May 19, 2021. Across the rooms of our house: the bedside tables, sideboards, entrance desk and the bathrooms are piles of books, magazines and slices of newspapers. Flat Surface (book) Syndrome. Sometimes within these piles I come across an ‘old’ interesting article in the Economist or National Geographic.
Here is one: National Geographic, August 2020. Page 15. ‘When life turns into Quarantine’ by Oliver Whang. Oliver’s article revolves around his relationship with his identical twin, Ethan. This leads him into a discussion about the virtual world, the digital world, that has become, for many, their central existence during the restrictions of Covid-19. The resultant isolation has caused our students and workers to live their lives through their various digital devices – quite apart from their lectures and Zoom meetings, they have at their fingertips the world of video games (Overwatch (40 million players) … Fortnite (350 million) Minecraft (140 million)), YouTube, Netflix, Facebook (2.8 billion), Tiktok (689 Million) etc. Losing sense of day and night is one of the symptoms – and there are others. The digital was already invading, taking over our lives, but Covid-19 has supercharged the trend. (How many students do you know who are studying IT? No one seems to study humanities.)
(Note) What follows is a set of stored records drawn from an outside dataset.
// SPDX-License-Identifier: AGPL-3.0-or-later
//
// Copyright (C) 2025 Daniel Negri
//
// This program is free software: you can redistribute it and/or modify
// it under the terms of the GNU Affero General Public License as published by
// the Free Software Foundation, either version 3 of the License, or
// (at your option) any later version.
//
// This program is distributed in the hope that it will be useful,
// but WITHOUT ANY WARRANTY; without even the implied warranty of
// MERCHANTABILITY or FITNESS FOR A PARTICULAR PURPOSE. See the
// GNU Affero General Public License for more details.
//
// You should have received a copy of the GNU Affero General Public License
// along with this program. If not, see <https://www.gnu.org/licenses/>.

//! Report rendering.
//!
//! A [`Report`] is the rounded, presentation view of a finished
//! [`FileAggregate`]. Reports are written either as text blocks or as CSV,
//! always in the order they are given.

use crate::aggregate::FileAggregate;
use clap::ValueEnum;
use csv::Writer;
use rust_decimal::{Decimal, RoundingStrategy};
use serde::Serialize;
use std::fmt;
use std::io::Write;

/// Rounds half away from zero to two decimal places, keeping two places.
pub fn round_cents(value: Decimal) -> Decimal {
    let mut rounded = value.round_dp_with_strategy(2, RoundingStrategy::MidpointAwayFromZero);
    rounded.rescale(2);
    rounded
}

/// Output format of the report writer.
#[derive(Debug, Clone, Copy, Default, PartialEq, Eq, ValueEnum)]
pub enum OutputFormat {
    /// One human readable block per file
    #[default]
    Text,
    /// One CSV row per file
    Csv,
}

/// Presentation values for one file.
#[derive(Debug, Clone, PartialEq, Eq, Serialize)]
pub struct Report {
    pub file: String,
    pub total_cost: Decimal,
    pub items_bought: u64,
    pub average_discount: Decimal,
    pub best_purchase: Option<String>,
    pub best_purchase_cost: Option<Decimal>,
    pub lines_read: u64,
}

impl From<&FileAggregate> for Report {
    fn from(aggregate: &FileAggregate) -> Self {
        let best = aggregate.best_purchase();
        Self {
            file: aggregate.file().to_string(),
            total_cost: round_cents(aggregate.total_discounted_cost()),
            items_bought: aggregate.total_units(),
            average_discount: round_cents(aggregate.average_discount()),
            best_purchase: best.map(|b| b.product_name().to_string()),
            best_purchase_cost: best.map(|b| round_cents(b.discounted_cost())),
            lines_read: aggregate.line_count(),
        }
    }
}

impl fmt::Display for Report {
    fn fmt(&self, f: &mut fmt::Formatter<'_>) -> fmt::Result {
        writeln!(f, "Report for file: {}", self.file)?;
        writeln!(f, "Total cost: ${:.2}", self.total_cost)?;
        writeln!(f, "Total items bought: {}", self.items_bought)?;
        writeln!(f, "Average discount: {:.2}%", self.average_discount)?;
        match (&self.best_purchase, self.best_purchase_cost) {
            (Some(name), Some(cost)) => write!(
                f,
                "Most expensive purchase after discount: {} (Cost: ${:.2})",
                name, cost
            ),
            _ => write!(f, "No expensive purchase recorded."),
        }
    }
}

/// Writes reports as text blocks, each preceded by a blank line.
///
/// # Errors
///
/// Returns the I/O error if writing fails.
pub fn write_text<W: Write>(reports: &[Report], mut writer: W) -> std::io::Result<()> {
    for report in reports {
        writeln!(writer)?;
        writeln!(writer, "{}", report)?;
    }
    writer.flush()
}

/// Writes reports as CSV with a header row.
///
/// # CSV Format
///
/// Columns: `file, total_cost, items_bought, average_discount, best_purchase, best_purchase_cost, lines_read`
///
/// ```csv
/// file,total_cost,items_bought,average_discount,best_purchase,best_purchase_cost,lines_read
/// 2021_order_details.txt,7.40,5,30.00,Widget,5.40,2
/// ```
///
/// # Errors
///
/// Returns a CSV error if writing fails.
pub fn write_csv<W: Write>(reports: &[Report], writer: W) -> Result<(), csv::Error> {
    let mut wtr = Writer::from_writer(writer);
    for report in reports {
        wtr.serialize(report)?;
    }
    wtr.flush()?;
    Ok(())
}

/// Writes reports in the requested format.
///
/// # Errors
///
/// Returns [`crate::ReportError`] if writing fails.
pub fn write_reports<W: Write>(
    reports: &[Report],
    format: OutputFormat,
    writer: W,
) -> Result<(), crate::ReportError> {
    match format {
        OutputFormat::Text => write_text(reports, writer)?,
        OutputFormat::Csv => write_csv(reports, writer)?,
    }
    Ok(())
}

#[cfg(test)]
mod tests {
    use super::*;
    use rust_decimal_macros::dec;

    fn widget_report() -> Report {
        Report {
            file: "2021_order_details.txt".into(),
            total_cost: dec!(7.40),
            items_bought: 5,
            average_discount: dec!(30.00),
            best_purchase: Some("Widget".into()),
            best_purchase_cost: Some(dec!(5.40)),
            lines_read: 2,
        }
    }

    fn empty_report() -> Report {
        Report {
            file: "empty.txt".into(),
            total_cost: dec!(0.00),
            items_bought: 0,
            average_discount: dec!(0.00),
            best_purchase: None,
            best_purchase_cost: None,
            lines_read: 0,
        }
    }

    #[test]
    fn round_half_away_from_zero() {
        assert_eq!(round_cents(dec!(2.345)).to_string(), "2.35");
        assert_eq!(round_cents(dec!(2.355)).to_string(), "2.36");
        assert_eq!(round_cents(dec!(-1.005)).to_string(), "-1.01");
        assert_eq!(round_cents(dec!(7.4)).to_string(), "7.40");
        assert_eq!(round_cents(Decimal::ZERO).to_string(), "0.00");
    }

    #[test]
    fn text_block_with_best_purchase() {
        let mut output = Vec::new();
        write_text(&[widget_report()], &mut output).unwrap();

        let expected = "\nReport for file: 2021_order_details.txt\n\
                        Total cost: $7.40\n\
                        Total items bought: 5\n\
                        Average discount: 30.00%\n\
                        Most expensive purchase after discount: Widget (Cost: $5.40)\n";
        assert_eq!(String::from_utf8(output).unwrap(), expected);
    }

    #[test]
    fn text_block_without_purchase() {
        let text = empty_report().to_string();
        assert!(text.ends_with("No expensive purchase recorded."));
        assert!(text.contains("Total cost: $0.00"));
        assert!(text.contains("Average discount: 0.00%"));
    }

    #[test]
    fn csv_rows_in_given_order() {
        let mut output = Vec::new();
        write_csv(&[widget_report(), empty_report()], &mut output).unwrap();

        let output = String::from_utf8(output).unwrap();
        let lines: Vec<_> = output.lines().collect();
        assert_eq!(
            lines,
            [
                "file,total_cost,items_bought,average_discount,best_purchase,best_purchase_cost,lines_read",
                "2021_order_details.txt,7.40,5,30.00,Widget,5.40,2",
                "empty.txt,0.00,0,0.00,,,0",
            ]
        );
    }
}
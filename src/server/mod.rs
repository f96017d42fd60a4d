//! HTTP inference service.
//!
//! A thin axum shell over the scorer: artifacts are loaded once at startup
//! into shared immutable state, every request is an independent read, and a
//! failed artifact load leaves the service running in a degraded mode that
//! answers 503 instead of crashing per-request.

pub mod handlers;

use std::net::SocketAddr;
use std::sync::Arc;

use axum::Router;
use axum::routing::{get, post};
use tower_http::trace::TraceLayer;
use tracing::info;

use crate::error::Result;
use crate::features::extractor::UrlFeatureExtractor;
use crate::scorer::Scorer;

/// Shared state for request handlers.
///
/// `scorer` is `None` when artifact loading failed at startup; prediction
/// endpoints then answer 503 while `/health` reports the degraded state.
#[derive(Clone)]
pub struct AppState {
    pub scorer: Option<Arc<Scorer>>,
    pub extractor: Arc<UrlFeatureExtractor>,
}

impl AppState {
    /// Build state from an optional scorer and the default extractor.
    pub fn new(scorer: Option<Scorer>) -> Self {
        Self {
            scorer: scorer.map(Arc::new),
            extractor: Arc::new(UrlFeatureExtractor::new()),
        }
    }
}

/// Build the service router.
pub fn router(state: AppState) -> Router {
    Router::new()
        .route("/", get(handlers::console))
        .route("/health", get(handlers::health))
        .route("/predict", post(handlers::predict))
        .route("/predict/features", post(handlers::predict_features))
        .layer(TraceLayer::new_for_http())
        .with_state(state)
}

/// Bind and serve until shutdown.
pub async fn serve(addr: SocketAddr, state: AppState) -> Result<()> {
    let app = router(state);
    let listener = tokio::net::TcpListener::bind(addr).await?;
    info!("phishguard service listening on {addr}");
    axum::serve(listener, app).await?;
    Ok(())
}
Olive Whang. ‘I worry that the experience of this pandemic might convince people that we can keep living just fine while physically isolated from others. I find myself slipping towards that reality. There are entire days when I don’t leave the house, when my only human contact is with my brother as we await a turn in the bathroom.’
‘What if this level of isolation is the future? In this environment, something clearly is lost. I am sure of it, because I feel different when I experience things directly rather than virtually.’
And in quarantine, in isolation, we can be trapped in a half-world. ‘My fear is that going forward, some of us will never completely come out of self-quarantine: that dread and uncertainty will cause us to lose part of physical connection to the world: the qualia.’
So, we come to the qualia. It’s a slippery word that is hard to define. Perhaps it comes from the word, ‘quality’. But Wikipedia says that it comes from Latin: ‘of what sort‘ or ‘of what kind’ … is a conscious experience.
There is a convoluted discussion about the concept in the world of psychology.
The way I understand qualia is that it relates to the essence of a material thing or experience. That part of it we cannot know in a description, cannot experience through the digital world, that quality that we need to physically encounter and know through our imagination, our conscious selves.
The Stanford Encyclopedia of Philosophy describes qualia as follows: ‘the intuition that no amount of knowledge of the physical information or physical facts concerning certain experiences can by itself suffice for knowledge of what these experiences are like, i.e., knowledge of their qualitative character or distinctive qualia.’
I needed to read that definition a couple of times.
Examples of qualia include the perceived sensation of pain of a headache, the taste of wine, seeing the wind in the trees, the redness of an evening sky. To know qualia is to be human. And yet, why should not animals experience qualia?
Qualia is an interesting concept … a subjective concept. Maybe it is the ineffable nature of being.
‘The “felt quality” of a conscious experience. – “Quale” is singular, “Qualia” is plural. There is something that “it’s like” to be conscious, to have a sensation, to see an after-image. “Qualia” is a word introduced to help us talk about what “it’s like” to be conscious.’
It is what we will be missing in our locked down world. Perhaps qualia are the central value of our existence.
Oliver Whang continues: ‘After college, I’ll enter an increasingly virtual work force. Computers are– or will be – replacing humans across the economy: bankers, truckdrivers, factory workers. Many of the jobs that aren’t disappearing are moving online. I assume that most of my friends will work in professions that involve staring at computer screens or talking on phones. As a writer, I could end up working from home every day. I’m already spending half my life online, so that prospect doesn’t feel all that jarring. Still, it’s a pretty strange reality.’
Reality is somewhere else.
A long long time ago, a friend called Ruth collected her young daughter from school and said to her with excitement, ‘We are going to look at trees this afternoon.’ The daughter became an artist of significance.
Is that what it’s like to be conscious?